We coupled under the hiss of the module until Thompson’s broadcast kicked on, and we missed the first part of it, heard only the coat-muffled drone of Burke’s second rabbi, a rabbi with more technical, practical concerns.

My completion, when it came, did so without my full knowledge. I noticed it drooling across my leg when I looked down, felt myself shrink and go cold.

“I’ll be outside,” Claire said, before I’d even gotten off her.

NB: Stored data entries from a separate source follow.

//! Integration tests for CommissionEngine on the Company/Alice/Bob/Eve chain.

use rstest::{fixture, rstest};

use sponsor_tree::application::services::{CommissionEngine, SaleOutcome, WeightingPolicy};
use sponsor_tree::application::ApplicationError;
use sponsor_tree::domain::{DomainError, Hierarchy, MemberStatus};

const EPS: f64 = 1e-9;

/// C (Company) -> A (Alice) -> B (Bob) -> E (Eve)
#[fixture]
fn chain() -> Hierarchy {
    let mut h = Hierarchy::default();
    h.attach(Some("C"), "Company", None).unwrap();
    h.attach(Some("A"), "Alice", Some("C")).unwrap();
    h.attach(Some("B"), "Bob", Some("A")).unwrap();
    h.attach(Some("E"), "Eve", Some("B")).unwrap();
    h
}

fn balance(h: &Hierarchy, id: &str) -> f64 {
    h.find(id).unwrap().balance()
}

// ============================================================
// distribute_by_position
// ============================================================

#[rstest]
fn given_chain_when_distributing_by_position_then_nearest_uplines_credited(mut chain: Hierarchy) {
    let engine = CommissionEngine::default();

    let payouts = engine
        .distribute_by_position(&mut chain, "E", 200.0, &[0.10, 0.05])
        .unwrap();

    assert!((balance(&chain, "B") - 20.0).abs() < EPS);
    assert!((balance(&chain, "A") - 10.0).abs() < EPS);
    assert_eq!(balance(&chain, "C"), 0.0);
    assert_eq!(balance(&chain, "E"), 0.0);
    assert_eq!(payouts.len(), 2);
    assert_eq!(payouts[0].member_id, "B");
    assert_eq!(payouts[0].level, 1);
    assert_eq!(payouts[1].member_id, "A");
}

#[rstest]
fn given_more_percentages_than_uplines_when_distributing_then_extra_ignored(
    mut chain: Hierarchy,
) {
    let engine = CommissionEngine::default();

    let payouts = engine
        .distribute_by_position(&mut chain, "A", 100.0, &[0.10, 0.05, 0.02])
        .unwrap();

    assert_eq!(payouts.len(), 1);
    assert!((balance(&chain, "C") - 10.0).abs() < EPS);
}

#[rstest]
fn given_inactive_seller_when_distributing_by_position_then_still_credited(
    mut chain: Hierarchy,
) {
    chain
        .find_mut("E")
        .unwrap()
        .set_status(MemberStatus::Inactive);
    let engine = CommissionEngine::default();

    engine
        .distribute_by_position(&mut chain, "E", 100.0, &[0.10])
        .unwrap();

    assert!((balance(&chain, "B") - 10.0).abs() < EPS);
}

#[rstest]
fn given_unknown_seller_when_distributing_then_member_not_found(mut chain: Hierarchy) {
    let engine = CommissionEngine::default();

    let err = engine
        .distribute_by_position(&mut chain, "X", 100.0, &[0.10])
        .unwrap_err();

    assert!(matches!(
        err,
        ApplicationError::Domain(DomainError::MemberNotFound(ref id)) if id == "X"
    ));
}

// ============================================================
// record_sale
// ============================================================

#[rstest]
fn given_seller_rate_half_when_recording_sale_then_pool_split_root_first(mut chain: Hierarchy) {
    chain.find_mut("E").unwrap().set_commission_rate(0.5);
    let engine = CommissionEngine::default();

    let outcome = engine.record_sale(&mut chain, "E", 10_000.0).unwrap();

    let receipt = outcome.receipt().expect("sale recorded");
    assert!((balance(&chain, "E") - 5000.0).abs() < EPS);
    assert_eq!(chain.find("E").unwrap().own_sales(), 10_000.0);
    let upline_total = balance(&chain, "B") + balance(&chain, "A") + balance(&chain, "C");
    assert!((upline_total - 5000.0).abs() < 1e-6);
    assert!(balance(&chain, "C") > balance(&chain, "A"));
    assert!(balance(&chain, "A") > balance(&chain, "B"));
    assert!((receipt.self_commission + receipt.distributed() - 10_000.0).abs() < 1e-6);
    // root first
    let order: Vec<&str> = receipt.payouts.iter().map(|p| p.member_id.as_str()).collect();
    assert_eq!(order, vec!["C", "A", "B"]);
}

#[rstest]
fn given_sqrt_weighting_when_recording_sale_then_shares_match_formula(mut chain: Hierarchy) {
    let engine = CommissionEngine::new(WeightingPolicy::default());

    engine.record_sale(&mut chain, "E", 1000.0).unwrap();

    // rate 0: whole sale goes to the pool; weights sqrt(3) : sqrt(2) : 1
    let total = 3f64.sqrt() + 2f64.sqrt() + 1.0;
    assert!((balance(&chain, "C") - 1000.0 * 3f64.sqrt() / total).abs() < 1e-9);
    assert!((balance(&chain, "A") - 1000.0 * 2f64.sqrt() / total).abs() < 1e-9);
    assert!((balance(&chain, "B") - 1000.0 / total).abs() < 1e-9);
}

#[rstest]
#[case(MemberStatus::Inactive)]
#[case(MemberStatus::Terminated)]
fn given_non_active_seller_when_recording_sale_then_nothing_changes(
    mut chain: Hierarchy,
    #[case] status: MemberStatus,
) {
    chain.find_mut("E").unwrap().set_status(status);
    let engine = CommissionEngine::default();

    let outcome = engine.record_sale(&mut chain, "E", 500.0).unwrap();

    assert_eq!(
        outcome,
        SaleOutcome::SellerNotActive {
            seller_id: "E".to_string(),
            status
        }
    );
    for id in ["C", "A", "B", "E"] {
        assert_eq!(balance(&chain, id), 0.0);
    }
    assert_eq!(chain.find("E").unwrap().own_sales(), 0.0);
}

#[rstest]
fn given_root_seller_when_recording_sale_then_only_self_commission(mut chain: Hierarchy) {
    chain.find_mut("C").unwrap().set_commission_rate(0.2);
    let engine = CommissionEngine::default();

    let outcome = engine.record_sale(&mut chain, "C", 100.0).unwrap();

    let receipt = outcome.receipt().unwrap();
    assert!(receipt.payouts.is_empty());
    assert!((receipt.pool - 80.0).abs() < EPS);
    assert!((balance(&chain, "C") - 20.0).abs() < EPS);
}

// ============================================================
// record_sale_with_percentages
// ============================================================

#[rstest]
fn given_caller_percentages_when_recording_sale_then_normalized_root_first(
    mut chain: Hierarchy,
) {
    let engine = CommissionEngine::default();

    // root first: C gets 3/6, A gets 2/6, B gets 1/6 of the pool
    engine
        .record_sale_with_percentages(&mut chain, "E", 600.0, &[3.0, 2.0, 1.0])
        .unwrap();

    assert!((balance(&chain, "C") - 300.0).abs() < EPS);
    assert!((balance(&chain, "A") - 200.0).abs() < EPS);
    assert!((balance(&chain, "B") - 100.0).abs() < EPS);
}

#[rstest]
fn given_fewer_percentages_than_uplines_when_recording_sale_then_only_farthest_paid(
    mut chain: Hierarchy,
) {
    let engine = CommissionEngine::default();

    engine
        .record_sale_with_percentages(&mut chain, "E", 100.0, &[1.0, 1.0])
        .unwrap();

    assert!((balance(&chain, "C") - 50.0).abs() < EPS);
    assert!((balance(&chain, "A") - 50.0).abs() < EPS);
    assert_eq!(balance(&chain, "B"), 0.0);
}

#[rstest]
#[case(vec![0.0, 0.0, 0.0])]
#[case(vec![1.0, -1.0])]
fn given_non_positive_percentage_sum_when_recording_sale_then_no_upline_credit(
    mut chain: Hierarchy,
    #[case] percentages: Vec<f64>,
) {
    chain.find_mut("E").unwrap().set_commission_rate(0.1);
    let engine = CommissionEngine::default();

    let outcome = engine
        .record_sale_with_percentages(&mut chain, "E", 100.0, &percentages)
        .unwrap();

    assert!(outcome.receipt().unwrap().payouts.is_empty());
    assert!((balance(&chain, "E") - 10.0).abs() < EPS);
    for id in ["C", "A", "B"] {
        assert_eq!(balance(&chain, id), 0.0);
    }
}
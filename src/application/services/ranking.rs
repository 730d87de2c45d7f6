//! Ranking of members by subtree sales volume

use tracing::instrument;

use crate::domain::{Hierarchy, Member};

/// A member together with the subtree sales volume it was ranked by.
#[derive(Debug, Clone, Copy)]
pub struct RankedMember<'a> {
    pub member: &'a Member,
    pub sales_volume: f64,
}

#[derive(Debug, Clone, Copy, Default)]
pub struct RankingService;

impl RankingService {
    pub fn new() -> Self {
        Self
    }

    /// Every member by descending subtree sales volume.
    ///
    /// Input order is member insertion order; equal volumes keep that order.
    #[instrument(level = "debug", skip(self, hierarchy))]
    pub fn sort_by_sales_volume<'a>(&self, hierarchy: &'a Hierarchy) -> Vec<RankedMember<'a>> {
        let ranked = hierarchy
            .iter_indexed_members()
            .map(|(idx, member)| RankedMember {
                member,
                sales_volume: hierarchy.sales_volume_at(idx),
            })
            .collect();
        merge_sort_descending(ranked, |r| r.sales_volume)
    }
}

enum Step {
    Split(usize, usize),
    Merge(usize, usize, usize),
}

/// Top-down merge sort, largest key first.
///
/// Ranges split at `len / 2` and merge with `left >= right`, so ties emit the
/// left element first. The recursion is replayed with an explicit work stack.
pub fn merge_sort_descending<T, F>(items: Vec<T>, key: F) -> Vec<T>
where
    T: Clone,
    F: Fn(&T) -> f64,
{
    let mut items = items;
    let mut buffer: Vec<T> = Vec::with_capacity(items.len());
    let mut stack = vec![Step::Split(0, items.len())];

    while let Some(step) = stack.pop() {
        match step {
            Step::Split(lo, hi) if hi - lo <= 1 => {}
            Step::Split(lo, hi) => {
                let mid = lo + (hi - lo) / 2;
                // LIFO: left half runs first, then right, then the merge
                stack.push(Step::Merge(lo, mid, hi));
                stack.push(Step::Split(mid, hi));
                stack.push(Step::Split(lo, mid));
            }
            Step::Merge(lo, mid, hi) => {
                buffer.clear();
                let (mut i, mut j) = (lo, mid);
                while i < mid && j < hi {
                    if key(&items[i]) >= key(&items[j]) {
                        buffer.push(items[i].clone());
                        i += 1;
                    } else {
                        buffer.push(items[j].clone());
                        j += 1;
                    }
                }
                buffer.extend_from_slice(&items[i..mid]);
                buffer.extend_from_slice(&items[j..hi]);
                items[lo..hi].clone_from_slice(&buffer);
            }
        }
    }
    items
}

We kissed and I helped her up. She never seemed interested in Thompson’s information, so she’d wait in the yard, stretch her legs, get some sun, if she could find a spot not too shielded by trees. I don’t really know what she did out there while I stayed inside and cleaned up. But Thompson often provided more concrete information and I always wanted to hear him out.

Thompson spoke in warnings today. Warnings and guidance. Usually he followed Burke and simply reaffirmed the need for secrecy, urging us to a deeper privacy, reminding us of the levels of disclosure we succumb to every day without even knowing. Disclosures in the face and eyes. Disclosures in our bearing, our dress. Disclosures through omission, everything we fail to say and do. The Name is the only one who does not disclose. When we find no evidence of the Name, that is when we can be most sure of him. But we, we wake up and reveal ourselves until everything special vanishes. Our privacy drains from us no matter what, said Thompson.